I liked picking out the valentine’s I thought were the cutest, the funniest, and the prettiest for the classmates I liked best. I would pick and choose, carefully matching the card to an envelope and then neatly write a classmate’s name on the front of the small white envelope. The cards, when signed, ‘addressed,’ and sealed, were dropped into a brown paper lunch bag and carried to school on Valentine’s Day, or the Friday before if Valentine’s Day fell on a weekend. Moms sent in tins or boxes full of homemade cookies and brownies on party day. The teacher provided Dixie cups and either milk or juice for our party. 
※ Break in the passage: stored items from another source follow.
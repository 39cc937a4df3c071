//! Resolved type references.
//!
//! Types refer to other model entries by [`DeclId`] rather than embedding them:
//! struct graphs can be cyclic through self-referencing pointers.

use crate::model::DeclId;

/// C arithmetic and fixed-width scalar types.
#[derive(Copy, Clone, Debug, PartialEq, Eq, Hash)]
pub enum Scalar {
    Bool,
    Char,
    SChar,
    UChar,
    Short,
    UShort,
    Int,
    UInt,
    Long,
    ULong,
    LongLong,
    ULongLong,
    Float,
    Double,
    Int8,
    Int16,
    Int32,
    Int64,
    UInt8,
    UInt16,
    UInt32,
    UInt64,
    SizeT,
    SSizeT,
    IntPtr,
    UIntPtr,
    PtrDiff,
}

impl Scalar {
    /// Classify a list of C type-specifier words (`unsigned`, `long`, `uint8_t` ...).
    ///
    /// Returns `None` if any word is not a scalar specifier or the combination is
    /// not a scalar type.
    pub fn from_words<'a, I>(words: I) -> Option<Scalar>
    where
        I: IntoIterator<Item = &'a str>,
    {
        let words: Vec<&str> = words.into_iter().collect();
        if let [single] = words.as_slice() {
            if let Some(fixed) = Self::from_fixed_name(single) {
                return Some(fixed);
            }
        }

        let (mut signed, mut unsigned, mut short, mut long) = (false, false, false, 0u8);
        let (mut char, mut float, mut double) = (false, false, false);
        for word in &words {
            match *word {
                "signed" | "__signed__" => signed = true,
                "unsigned" => unsigned = true,
                "short" => short = true,
                "long" => long += 1,
                "int" => {}
                "char" => char = true,
                "float" => float = true,
                "double" => double = true,
                _ => return None,
            }
        }

        let scalar = if char {
            if unsigned {
                Scalar::UChar
            } else if signed {
                Scalar::SChar
            } else {
                Scalar::Char
            }
        } else if float {
            Scalar::Float
        } else if double {
            Scalar::Double
        } else if short {
            if unsigned {
                Scalar::UShort
            } else {
                Scalar::Short
            }
        } else if long >= 2 {
            if unsigned {
                Scalar::ULongLong
            } else {
                Scalar::LongLong
            }
        } else if long == 1 {
            if unsigned {
                Scalar::ULong
            } else {
                Scalar::Long
            }
        } else if words.is_empty() {
            return None;
        } else if unsigned {
            Scalar::UInt
        } else {
            Scalar::Int
        };
        Some(scalar)
    }

    fn from_fixed_name(name: &str) -> Option<Scalar> {
        Some(match name {
            "_Bool" | "bool" => Scalar::Bool,
            "int8_t" => Scalar::Int8,
            "int16_t" => Scalar::Int16,
            "int32_t" => Scalar::Int32,
            "int64_t" => Scalar::Int64,
            "uint8_t" => Scalar::UInt8,
            "uint16_t" => Scalar::UInt16,
            "uint32_t" => Scalar::UInt32,
            "uint64_t" => Scalar::UInt64,
            "size_t" => Scalar::SizeT,
            "ssize_t" => Scalar::SSizeT,
            "intptr_t" => Scalar::IntPtr,
            "uintptr_t" => Scalar::UIntPtr,
            "ptrdiff_t" => Scalar::PtrDiff,
            _ => return None,
        })
    }

    /// Name of the type as seen through cgo (`C.<name>`).
    pub fn cgo_name(self) -> &'static str {
        match self {
            Scalar::Bool => "_Bool",
            Scalar::Char => "char",
            Scalar::SChar => "schar",
            Scalar::UChar => "uchar",
            Scalar::Short => "short",
            Scalar::UShort => "ushort",
            Scalar::Int => "int",
            Scalar::UInt => "uint",
            Scalar::Long => "long",
            Scalar::ULong => "ulong",
            Scalar::LongLong => "longlong",
            Scalar::ULongLong => "ulonglong",
            Scalar::Float => "float",
            Scalar::Double => "double",
            Scalar::Int8 => "int8_t",
            Scalar::Int16 => "int16_t",
            Scalar::Int32 => "int32_t",
            Scalar::Int64 => "int64_t",
            Scalar::UInt8 => "uint8_t",
            Scalar::UInt16 => "uint16_t",
            Scalar::UInt32 => "uint32_t",
            Scalar::UInt64 => "uint64_t",
            Scalar::SizeT => "size_t",
            Scalar::SSizeT => "ssize_t",
            Scalar::IntPtr => "intptr_t",
            Scalar::UIntPtr => "uintptr_t",
            Scalar::PtrDiff => "ptrdiff_t",
        }
    }

    /// Spelling of the type in C source.
    pub fn c_spelling(self) -> &'static str {
        match self {
            Scalar::SChar => "signed char",
            Scalar::UChar => "unsigned char",
            Scalar::UShort => "unsigned short",
            Scalar::UInt => "unsigned int",
            Scalar::ULong => "unsigned long",
            Scalar::LongLong => "long long",
            Scalar::ULongLong => "unsigned long long",
            other => other.cgo_name(),
        }
    }

    /// Host (Go) type name.
    pub fn host_name(self) -> &'static str {
        match self {
            Scalar::Bool => "bool",
            Scalar::Char | Scalar::UChar | Scalar::UInt8 => "byte",
            Scalar::SChar | Scalar::Int8 => "int8",
            Scalar::Short | Scalar::Int16 => "int16",
            Scalar::UShort | Scalar::UInt16 => "uint16",
            Scalar::Int | Scalar::Int32 => "int32",
            Scalar::UInt | Scalar::UInt32 => "uint32",
            Scalar::Long | Scalar::SSizeT | Scalar::IntPtr | Scalar::PtrDiff => "int",
            Scalar::ULong | Scalar::SizeT => "uint",
            Scalar::LongLong | Scalar::Int64 => "int64",
            Scalar::ULongLong | Scalar::UInt64 => "uint64",
            Scalar::UIntPtr => "uintptr",
            Scalar::Float => "float32",
            Scalar::Double => "float64",
        }
    }

    #[inline]
    pub fn is_float(self) -> bool {
        matches!(self, Scalar::Float | Scalar::Double)
    }

    /// True for the plain, signed and unsigned `char` types.
    #[inline]
    pub fn is_char(self) -> bool {
        matches!(self, Scalar::Char | Scalar::SChar | Scalar::UChar)
    }
}

/// A function signature, used for function-pointer types.
#[derive(Clone, Debug, PartialEq, Eq, Hash)]
pub struct Signature {
    pub ret: TypeRef,
    pub params: Vec<TypeRef>,
    pub variadic: bool,
}

/// A resolved reference to a type.
#[derive(Clone, Debug, PartialEq, Eq, Hash)]
pub enum TypeRef {
    Void,
    Scalar(Scalar),
    /// Another model entry (struct, union, enum, typedef).
    Decl(DeclId),
    /// A name not declared when first seen. Patched after learning; left opaque
    /// when it never gets declared.
    Unresolved(String),
    Pointer {
        to: Box<TypeRef>,
        is_const: bool,
    },
    Array {
        elem: Box<TypeRef>,
        len: Option<u64>,
    },
    /// Function pointer.
    Func(Box<Signature>),
}

impl TypeRef {
    pub fn pointer(to: TypeRef, is_const: bool) -> Self {
        TypeRef::Pointer {
            to: Box::new(to),
            is_const,
        }
    }

    pub fn array(elem: TypeRef, len: Option<u64>) -> Self {
        TypeRef::Array {
            elem: Box::new(elem),
            len,
        }
    }

    #[inline]
    pub fn is_void(&self) -> bool {
        matches!(self, TypeRef::Void)
    }

    #[inline]
    pub fn is_pointer(&self) -> bool {
        matches!(self, TypeRef::Pointer { .. })
    }

    /// Target of a pointer type.
    pub fn pointee(&self) -> Option<&TypeRef> {
        match self {
            TypeRef::Pointer { to, .. } => Some(to),
            _ => None,
        }
    }

    /// Replace every resolvable [`TypeRef::Unresolved`] placeholder.
    ///
    /// Returns the number of placeholders patched.
    pub fn patch_unresolved<F>(&mut self, resolve: &mut F) -> usize
    where
        F: FnMut(&str) -> Option<DeclId>,
    {
        match self {
            TypeRef::Unresolved(raw) => match resolve(raw) {
                Some(id) => {
                    *self = TypeRef::Decl(id);
                    1
                }
                None => 0,
            },
            TypeRef::Pointer { to, .. } => to.patch_unresolved(resolve),
            TypeRef::Array { elem, .. } => elem.patch_unresolved(resolve),
            TypeRef::Func(sig) => {
                let mut patched = sig.ret.patch_unresolved(resolve);
                for param in &mut sig.params {
                    patched += param.patch_unresolved(resolve);
                }
                patched
            }
            TypeRef::Void | TypeRef::Scalar(_) | TypeRef::Decl(_) => 0,
        }
    }
}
An hour before the three o’clock bell rang we would put away our schoolwork and get out our ‘mailbags’ in preparation for making our valentine deliveries to every mailbox. There was a buzz of excitement in the air as each row was called and the students in that row hurried about the room depositing their valentines into the correct mailboxes. When the deliveries were complete we were summoned by row to the table where the goodies were laid out. A few treats were chosen and a cup of milk or juice was provided before we returned to our seats to snack, and then open our valentines.

I loved reading all the valentines at home, looking again to see who had sent me each one. I kept them in my desk drawer at home for many years, banded together by year. I liked going back to look at them again and again. Eventually they were discarded but the memories of those wonderful elementary school valentines continues to live on. I still enjoy looking at the boxed valentines for school children in the stores this time of year and remembering days long ago when I’d rushed home with my chosen package of cards and start making them out to my classmates and teacher.

Sharing the love in one’s heart with one’s classmates and teacher made the world a nicer place back then. Celebrating Valentine’s Day with one’s spouse, partner, close friends, family, children, or loved ones (even the furry, feathered, scaled, or finned ones!) still continues to make the world a warm and wonderful place to live in today. Happy Valentine’s Day!